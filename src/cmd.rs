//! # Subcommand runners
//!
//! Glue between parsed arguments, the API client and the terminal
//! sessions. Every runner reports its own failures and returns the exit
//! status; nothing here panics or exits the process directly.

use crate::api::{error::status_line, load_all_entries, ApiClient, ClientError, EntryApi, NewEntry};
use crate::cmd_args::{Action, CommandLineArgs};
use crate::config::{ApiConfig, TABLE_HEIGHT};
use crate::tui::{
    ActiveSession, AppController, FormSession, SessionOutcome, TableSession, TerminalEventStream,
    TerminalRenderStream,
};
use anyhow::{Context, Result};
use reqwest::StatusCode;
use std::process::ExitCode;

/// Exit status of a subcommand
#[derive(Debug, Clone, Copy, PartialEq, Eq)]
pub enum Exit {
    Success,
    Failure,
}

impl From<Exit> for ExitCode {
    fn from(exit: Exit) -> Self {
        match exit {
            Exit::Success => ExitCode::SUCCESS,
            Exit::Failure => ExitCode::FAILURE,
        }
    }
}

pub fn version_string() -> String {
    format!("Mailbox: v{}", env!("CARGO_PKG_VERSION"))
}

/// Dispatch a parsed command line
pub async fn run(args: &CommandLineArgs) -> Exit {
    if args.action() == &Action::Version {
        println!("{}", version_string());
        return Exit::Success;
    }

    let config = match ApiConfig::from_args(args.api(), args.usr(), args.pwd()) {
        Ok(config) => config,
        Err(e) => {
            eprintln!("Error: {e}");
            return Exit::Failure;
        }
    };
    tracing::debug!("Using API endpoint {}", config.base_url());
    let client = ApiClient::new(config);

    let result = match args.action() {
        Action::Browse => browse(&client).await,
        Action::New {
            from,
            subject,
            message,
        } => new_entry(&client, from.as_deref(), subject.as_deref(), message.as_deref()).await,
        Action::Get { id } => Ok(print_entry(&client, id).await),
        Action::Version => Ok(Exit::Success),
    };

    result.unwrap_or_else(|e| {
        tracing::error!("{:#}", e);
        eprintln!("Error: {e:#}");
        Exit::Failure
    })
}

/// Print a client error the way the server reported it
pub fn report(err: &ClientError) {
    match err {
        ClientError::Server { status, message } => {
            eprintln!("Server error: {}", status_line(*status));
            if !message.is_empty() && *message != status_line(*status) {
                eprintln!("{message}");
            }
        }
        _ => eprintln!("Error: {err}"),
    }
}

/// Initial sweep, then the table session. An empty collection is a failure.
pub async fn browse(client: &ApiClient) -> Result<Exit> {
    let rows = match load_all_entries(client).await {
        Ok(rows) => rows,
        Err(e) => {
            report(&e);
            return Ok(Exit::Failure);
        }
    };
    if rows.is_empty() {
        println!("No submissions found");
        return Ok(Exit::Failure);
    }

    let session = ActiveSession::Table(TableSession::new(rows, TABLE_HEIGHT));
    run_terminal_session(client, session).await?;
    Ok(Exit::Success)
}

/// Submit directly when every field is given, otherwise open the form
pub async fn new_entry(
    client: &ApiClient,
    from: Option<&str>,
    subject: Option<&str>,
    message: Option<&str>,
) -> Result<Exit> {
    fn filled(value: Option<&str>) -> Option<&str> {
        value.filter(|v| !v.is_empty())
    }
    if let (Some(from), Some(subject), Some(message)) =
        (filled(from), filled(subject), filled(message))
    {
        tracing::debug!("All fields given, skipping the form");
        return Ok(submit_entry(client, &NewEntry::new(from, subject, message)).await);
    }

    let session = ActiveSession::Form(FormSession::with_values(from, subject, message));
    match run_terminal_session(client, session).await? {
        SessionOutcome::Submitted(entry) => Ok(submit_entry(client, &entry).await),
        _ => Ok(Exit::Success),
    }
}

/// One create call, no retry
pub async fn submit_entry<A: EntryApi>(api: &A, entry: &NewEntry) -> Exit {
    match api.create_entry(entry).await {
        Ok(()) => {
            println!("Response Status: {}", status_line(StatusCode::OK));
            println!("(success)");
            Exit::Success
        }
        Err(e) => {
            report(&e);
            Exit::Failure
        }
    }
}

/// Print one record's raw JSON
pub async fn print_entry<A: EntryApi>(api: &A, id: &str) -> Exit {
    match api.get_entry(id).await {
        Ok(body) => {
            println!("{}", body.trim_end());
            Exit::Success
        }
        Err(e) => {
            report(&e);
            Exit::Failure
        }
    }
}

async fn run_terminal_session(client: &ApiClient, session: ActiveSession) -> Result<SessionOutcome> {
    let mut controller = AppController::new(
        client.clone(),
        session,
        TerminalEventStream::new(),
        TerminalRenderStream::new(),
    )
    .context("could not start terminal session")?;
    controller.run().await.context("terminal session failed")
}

#####

*REQUIRED ACTION*.
Using the material above, print every entry exactly as written.

*OUTPUT OF THE EXERCISE*.
filename src/cmd.rs
//! # Subcommand runners
//!
//! Glue between parsed arguments, the API client and the terminal
//! sessions. Every runner reports its own failures and returns the exit
//! status; nothing here panics or exits the process directly.

use crate::api::{error::status_line, load_all_entries, ApiClient, ClientError, EntryApi, NewEntry};
use crate::cmd_args::{Action, CommandLineArgs};
use crate::config::{ApiConfig, TABLE_HEIGHT};
use crate::tui::{
    ActiveSession, AppController, FormSession, SessionOutcome, TableSession, TerminalEventStream,
    TerminalRenderStream,
};
use anyhow::{Context, Result};
use reqwest::StatusCode;
use std::process::ExitCode;

/// Exit status of a subcommand
#[derive(Debug, Clone, Copy, PartialEq, Eq)]
pub enum Exit {
    Success,
    Failure,
}

impl From<Exit> for ExitCode {
    fn from(exit: Exit) -> Self {
        match exit {
            Exit::Success => ExitCode::SUCCESS,
            Exit::Failure => ExitCode::FAILURE,
        }
    }
}

pub fn version_string() -> String {
    format!("Mailbox: v{}", env!("CARGO_PKG_VERSION"))
}

/// Dispatch a parsed command line
pub async fn run(args: &CommandLineArgs) -> Exit {
    if args.action() == &Action::Version {
        println!("{}", version_string());
        return Exit::Success;
    }

    let config = match ApiConfig::from_args(args.api(), args.usr(), args.pwd()) {
        Ok(config) => config,
        Err(e) => {
            eprintln!("Error: {e}");
            return Exit::Failure;
        }
    };
    tracing::debug!("Using API endpoint {}", config.base_url());
    let client = ApiClient::new(config);

    let result = match args.action() {
        Action::Browse => browse(&client).await,
        Action::New {
            from,
            subject,
            message,
        } => new_entry(&client, from.as_deref(), subject.as_deref(), message.as_deref()).await,
        Action::Get { id } => Ok(print_entry(&client, id).await),
        Action::Version => Ok(Exit::Success),
    };

    result.unwrap_or_else(|e| {
        tracing::error!("{:#}", e);
        eprintln!("Error: {e:#}");
        Exit::Failure
    })
}

/// Print a client error the way the server reported it
pub fn report(err: &ClientError) {
    match err {
        ClientError::Server { status, message } => {
            eprintln!("Server error: {}", status_line(*status));
            if !message.is_empty() && *message != status_line(*status) {
                eprintln!("{message}");
            }
        }
        _ => eprintln!("Error: {err}"),
    }
}

/// Initial sweep, then the table session. An empty collection is a failure.
pub async fn browse(client: &ApiClient) -> Result<Exit> {
    let rows = match load_all_entries(client).await {
        Ok(rows) => rows,
        Err(e) => {
            report(&e);
            return Ok(Exit::Failure);
        }
    };
    if rows.is_empty() {
        println!("No submissions found");
        return Ok(Exit::Failure);
    }

    let session = ActiveSession::Table(TableSession::new(rows, TABLE_HEIGHT));
    run_terminal_session(client, session).await?;
    Ok(Exit::Success)
}

/// Submit directly when every field is given, otherwise open the form
pub async fn new_entry(
    client: &ApiClient,
    from: Option<&str>,
    subject: Option<&str>,
    message: Option<&str>,
) -> Result<Exit> {
    fn filled(value: Option<&str>) -> Option<&str> {
        value.filter(|v| !v.is_empty())
    }
    if let (Some(from), Some(subject), Some(message)) =
        (filled(from), filled(subject), filled(message))
    {
        tracing::debug!("All fields given, skipping the form");
        return Ok(submit_entry(client, &NewEntry::new(from, subject, message)).await);
    }

    let session = ActiveSession::Form(FormSession::with_values(from, subject, message));
    match run_terminal_session(client, session).await? {
        SessionOutcome::Submitted(entry) => Ok(submit_entry(client, &entry).await),
        _ => Ok(Exit::Success),
    }
}

/// One create call, no retry
pub async fn submit_entry<A: EntryApi>(api: &A, entry: &NewEntry) -> Exit {
    match api.create_entry(entry).await {
        Ok(()) => {
            println!("Response Status: {}", status_line(StatusCode::OK));
            println!("(success)");
            Exit::Success
        }
        Err(e) => {
            report(&e);
            Exit::Failure
        }
    }
}

/// Print one record's raw JSON
pub async fn print_entry<A: EntryApi>(api: &A, id: &str) -> Exit {
    match api.get_entry(id).await {
        Ok(body) => {
            println!("{}", body.trim_end());
            Exit::Success
        }
        Err(e) => {
            report(&e);
            Exit::Failure
        }
    }
}

async fn run_terminal_session(client: &ApiClient, session: ActiveSession) -> Result<SessionOutcome> {
    let mut controller = AppController::new(
        client.clone(),
        session,
        TerminalEventStream::new(),
        TerminalRenderStream::new(),
    )
    .context("could not start terminal session")?;
    controller.run().await.context("terminal session failed")
}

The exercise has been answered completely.